Chapter 7. Storing Information with Databases

The HTML and CSS that give your web site its pretty face reside in individual files on your web server. So does the PHP code that processes forms and performs other dynamic wizardry. There's a third kind of information necessary to a web application, though: data. And while you can store data such as user lists and product information in individual files, most people find it easier to use databases, which are the focus of this chapter.

Lots of information falls under the broad umbrella of "data":

• Who your users are, such as their names and email addresses.

• What your users do, such as message board posts and profile information.

• The "stuff" that your site is about, such as a list of record albums, a product catalog, or what's for dinner.

There are three big reasons why this kind of data belongs in a database instead of in files: convenience, simultaneous access, and security. A database program makes it much easier to search for and manipulate individual pieces of information. With a database program, you can do things such as change the email address for user Duck29 to ducky@ducks.example.com in one step. If you put usernames and email addresses in a file, changing an email address would be much more complicated: read the old file, search through each line until you find the one for Duck29, change the line, and write the file back out. If, at same time, one request updates Duck29's email address and another updates the record for user Piggy56, one update could be lost, or (worse) the data file corrupted. Database software manages the intricacies of simultaneous access for you.

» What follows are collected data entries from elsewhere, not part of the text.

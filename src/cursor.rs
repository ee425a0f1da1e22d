//! Cursors for iterating over query results.
//!
//! The `Cursor` trait defines the common interface, while `RowCursor`
//! reads each fetched row of a [`Statement`] into a [`FromRow`] type.

use crate::error::Result;
use crate::protocol::types::Descriptors;
use crate::statement::{FromRow, Statement};
use std::marker::PhantomData;

/// Base trait for all cursor types.
///
/// A cursor holds a mutable borrow of its statement, so only one cursor can
/// be active on a statement at a time.
///
/// # Example
///
/// ```
/// use fbclient_rs::{Attachment, AttachmentOptions, Client, Cursor, Statement,
///     StatementOptions, Transaction, TransactionOptions};
///
/// // Generic function that works with any cursor type
/// fn count_rows<C: Cursor>(cursor: &mut C) -> u64 {
///     let mut count = 0;
///     while let Some(_) = cursor.next().unwrap() {
///         count += 1;
///     }
///     count
/// }
///
/// let client = Client::memory();
/// let options = AttachmentOptions::new().with_create_database(true);
/// let attachment = Attachment::connect(&client, "mem:cursor-doc", &options).unwrap();
/// let transaction = Transaction::start(&attachment, &TransactionOptions::new()).unwrap();
/// let mut statement = Statement::prepare(
///     &attachment,
///     &transaction,
///     "select cast(1 as integer) from rdb$database",
///     &StatementOptions::new(),
/// )
/// .unwrap();
///
/// let mut cursor = statement.query::<(i32,)>(&transaction).unwrap();
/// assert_eq!(count_rows(&mut cursor), 1);
/// ```
pub trait Cursor {
    /// The type of item this cursor yields.
    type Item;

    /// Output column descriptors of the underlying statement.
    fn descriptors(&self) -> &Descriptors;

    /// Number of rows returned so far.
    fn rowcount(&self) -> u64;

    fn is_closed(&self) -> bool;

    /// Close the cursor and release the engine result set.
    fn close(&mut self) -> Result<()>;

    /// Get the next item, fetching from the engine when needed.
    ///
    /// Returns `Ok(None)` when exhausted, and keeps doing so.
    fn next(&mut self) -> Result<Option<Self::Item>>;

    /// Fetch all remaining items into a vector. The cursor is closed afterwards.
    fn fetch_all(&mut self) -> Result<Vec<Self::Item>> {
        let mut items = Vec::new();
        while let Some(item) = self.next()? {
            items.push(item);
        }
        self.close()?;
        Ok(items)
    }
}

/// Row-by-row cursor over a forward fetch.
///
/// # Lifecycle
///
/// 1. Created by [`Statement::query`], which executes and fetches the first row
/// 2. Iterated via [`Cursor::next`], [`Cursor::fetch_all`] or as an `Iterator`
/// 3. Closed once exhausted or explicitly via [`Cursor::close`]
pub struct RowCursor<'s, 'a, R> {
    statement: &'s mut Statement<'a>,
    /// The first row was already fetched by execute and not yet returned.
    pending: bool,
    rows_fetched: u64,
    closed: bool,
    _row: PhantomData<fn() -> R>,
}

impl<'s, 'a, R: FromRow> RowCursor<'s, 'a, R> {
    pub(crate) fn new(statement: &'s mut Statement<'a>, has_row: bool) -> Self {
        Self {
            statement,
            pending: has_row,
            rows_fetched: 0,
            closed: !has_row,
            _row: PhantomData,
        }
    }

    /// The statement being iterated.
    pub fn statement(&self) -> &Statement<'a> {
        &*self.statement
    }
}

impl<R: FromRow> Cursor for RowCursor<'_, '_, R> {
    type Item = R;

    fn descriptors(&self) -> &Descriptors {
        self.statement.output_descriptors()
    }

    fn rowcount(&self) -> u64 {
        self.rows_fetched
    }

    fn is_closed(&self) -> bool {
        self.closed
    }

    fn close(&mut self) -> Result<()> {
        if !self.closed {
            self.closed = true;
            self.pending = false;
            self.statement.close_cursor()?;
        }
        Ok(())
    }

    fn next(&mut self) -> Result<Option<R>> {
        if self.closed {
            return Ok(None);
        }
        if !self.pending && !self.statement.fetch_next()? {
            self.close()?;
            return Ok(None);
        }
        self.pending = false;
        let row = R::from_row(self.statement)?;
        self.rows_fetched += 1;
        Ok(Some(row))
    }
}

impl<R: FromRow> Iterator for RowCursor<'_, '_, R> {
    type Item = Result<R>;

    fn next(&mut self) -> Option<Self::Item> {
        Cursor::next(self).transpose()
    }
}

#[cfg(test)]
mod tests {
    use super::*;
    use crate::attachment::{Attachment, AttachmentOptions};
    use crate::client::Client;
    use crate::engine::memory::{Cell, FieldSpec, MemoryEngine, ScriptedQuery};
    use crate::protocol::types::SqlType;
    use crate::statement::StatementOptions;
    use crate::transaction::{Transaction, TransactionOptions};

    const SQL: &str = "select id, name from people";

    fn engine_with_people(rows: usize) -> MemoryEngine {
        let engine = MemoryEngine::new();
        let mut query = ScriptedQuery::new()
            .with_column(FieldSpec::new(SqlType::Long).with_alias("ID"))
            .with_column(FieldSpec::new(SqlType::Varying).with_length(10).with_alias("NAME"));
        for i in 0..rows {
            query = query.with_row(vec![Cell::Integer(i as i128), Cell::Text(format!("p{}", i))]);
        }
        engine.register_query(SQL, query);
        engine
    }

    fn with_cursor_statement(rows: usize, check: impl FnOnce(&mut Statement<'_>, &Transaction<'_>)) {
        let client = Client::new(engine_with_people(rows));
        let options = AttachmentOptions::new().with_create_database(true);
        let attachment = Attachment::connect(&client, "mem:cursor", &options).unwrap();
        let transaction = Transaction::start(&attachment, &TransactionOptions::new()).unwrap();
        let mut statement =
            Statement::prepare(&attachment, &transaction, SQL, &StatementOptions::new()).unwrap();
        check(&mut statement, &transaction);
    }

    #[test]
    fn test_iterates_every_row() {
        with_cursor_statement(3, |statement, transaction| {
            let cursor = statement.query::<(i32, String)>(transaction).unwrap();
            let rows: Vec<_> = cursor.collect::<Result<_>>().unwrap();
            assert_eq!(
                rows,
                vec![(0, "p0".to_string()), (1, "p1".to_string()), (2, "p2".to_string())]
            );
        });
    }

    #[test]
    fn test_exhausted_cursor_stays_exhausted() {
        with_cursor_statement(1, |statement, transaction| {
            let mut cursor = statement.query::<(i64, String)>(transaction).unwrap();
            assert!(Cursor::next(&mut cursor).unwrap().is_some());
            for _ in 0..3 {
                assert!(Cursor::next(&mut cursor).unwrap().is_none());
            }
            assert!(cursor.is_closed());
            assert_eq!(cursor.rowcount(), 1);
        });
    }

    #[test]
    fn test_empty_result() {
        with_cursor_statement(0, |statement, transaction| {
            let mut cursor = statement.query::<(i64, Option<String>)>(transaction).unwrap();
            assert!(cursor.is_closed());
            assert!(cursor.fetch_all().unwrap().is_empty());
        });
    }

    #[test]
    fn test_fetch_all_closes() {
        with_cursor_statement(4, |statement, transaction| {
            let mut cursor = statement.query::<(i64, String)>(transaction).unwrap();
            assert_eq!(cursor.descriptors().len(), 2);
            assert_eq!(cursor.fetch_all().unwrap().len(), 4);
            assert!(cursor.is_closed());
            assert!(!cursor.statement().has_cursor());
        });
    }
}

In addition to searchability, database programs usually provide you with a different set of access control options compared to files. It is an exacting process to set things up properly so that your PHP programs can create, edit, and delete files on your web server without opening the door to malicious attackers who could abuse that setup to alter your PHP scripts and data files. A database program makes it easier to arrange the appropriate levels of access to your information. It can be configured so that your PHP programs can read and change some information, but only read other information. However the database access control is set up, it doesn't affect how files on the web server are accessed. Just because your PHP program can change values in the database doesn't give an attacker an opportunity to change your PHP programs and HTML files themselves.

The word database is used in a few different ways when talking about web applications. A database can be a pile of structured information, a program (such as MySQL or Oracle) that manages that structured information, or the computer on which that program runs. In this book, I use "database" to mean the pile of structured information. The software that manages the information is a database program, and the computer that the database program runs on is a database server.

Most of this chapter uses the PEAR DB database program abstraction layer. This is an add-on to PHP that simplifies communication between your PHP program and your database program. PEAR (PHP Extension and Application Repository) is a collection of useful modules and libraries for PHP. The DB module is one of the most popular PEAR modules and is bundled with recent versions of PHP. If your PHP installation doesn't have DB installed (Section 7.2, later in this chapter, shows you how to check), see Section A.3 for instructions on how to install it.

When DB isn't available, you need to rely on other PHP functions to talk to your database program. The appropriate set of functions varies with each database program. Some of the more exotic features of your database program may only be accessible through the database-specific functions. Later in this chapter, Section 7.12 discusses shows how to work with the functions in the mysqli extension, which talks to MySQL (Versions 4.1.2 and greater).